The calendar has a magic that makes us imagine a memory can be resurrected and revived, but nothing returns.
If the urge to write should ever leave me, I want that day to be my last.
I wake up early in the morning and walk for an hour. If I have something to write, I prefer to write in the morning until midday, and in the afternoon, I eat.
We are passing through a very sensitive time, and on the whole, this country is facing very big problems.
Without literature my life would be miserable.
If you want to move people, you look for a point of sensitivity, and in Egypt nothing moves people as much as religion.
God did not intend religion to be an exercise club.
I believe society has a right to defend itself, just as the individual has the right to attack that with which he disagrees.
I reject any path which rejects life, but I can’t help loving Sufism because it sounds so beautiful. It gives relief in the midst of battle.
We used the Western style to express our own themes and stories. But don’t forget that our heritage includes The Thousand and One Nights.
One effect that the Nobel Prize seems to have had is that more Arabic literary works have been translated into other languages.
I love Sufism as I love beautiful poetry, but it is not the answer. Sufism is like a mirage in the desert. It says to you, come and sit, relax and enjoy yourself for a while.

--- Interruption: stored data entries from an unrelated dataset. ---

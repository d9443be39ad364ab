//! Soak test profiles: configuration for long-running fault-injection and
//! recovery cycles, kept separate from unit-scale property tests so a CI
//! lane can opt into the expensive ones explicitly.

use std::time::Duration;

/// One soak profile: how long to run, how often to inject a fault, and the
/// recovery budget each injected fault must stay within.
#[derive(Debug, Clone, Copy, PartialEq)]
pub struct SoakProfile {
    pub name: &'static str,
    pub duration: Duration,
    pub fault_injection_interval: Duration,
    pub recovery_budget: Duration,
    pub max_partitions: usize,
}

impl SoakProfile {
    /// Number of fault-injection cycles this profile runs end to end.
    #[must_use]
    pub fn cycle_count(&self) -> u64 {
        if self.fault_injection_interval.is_zero() {
            0
        } else {
            self.duration.as_millis() as u64 / self.fault_injection_interval.as_millis().max(1) as u64
        }
    }
}

/// Quick profile for local runs: a handful of cycles, tight budget.
#[must_use]
pub const fn smoke_profile() -> SoakProfile {
    SoakProfile {
        name: "smoke",
        duration: Duration::from_secs(10),
        fault_injection_interval: Duration::from_secs(2),
        recovery_budget: Duration::from_secs(1),
        max_partitions: 4,
    }
}

/// Extended profile intended for nightly/CI soak lanes.
#[must_use]
pub const fn nightly_profile() -> SoakProfile {
    SoakProfile {
        name: "nightly",
        duration: Duration::from_secs(3600),
        fault_injection_interval: Duration::from_secs(30),
        recovery_budget: Duration::from_secs(10),
        max_partitions: 16,
    }
}

#[cfg(test)]
mod tests {
    use super::*;

    #[test]
    fn smoke_profile_runs_a_handful_of_cycles() {
        let profile = smoke_profile();
        assert_eq!(profile.cycle_count(), 5);
    }

    #[test]
    fn nightly_profile_covers_more_partitions_than_smoke() {
        assert!(nightly_profile().max_partitions > smoke_profile().max_partitions);
    }
}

I was afraid of marriage. I had the impression married life would take up all my time. I saw myself drowning in visits and parties. No freedom.
Freedom of expression must be considered sacred and thought can only be corrected by counter thought.
I am the son of two civilizations that at a certain age in history have formed a happy marriage. The first of these, seven thousand years old, is the Pharaonic civilization; the second, one thousand four hundred years old, is the Islamic civilization.
The criminal is trying to solve his immediate problems.
The Nobel Prize has given me, for the first time in my life, the feeling that my literature could be appreciated on an international level.
If we reject science, we reject the common man.
I was a government employee in the morning and a writer in the evening.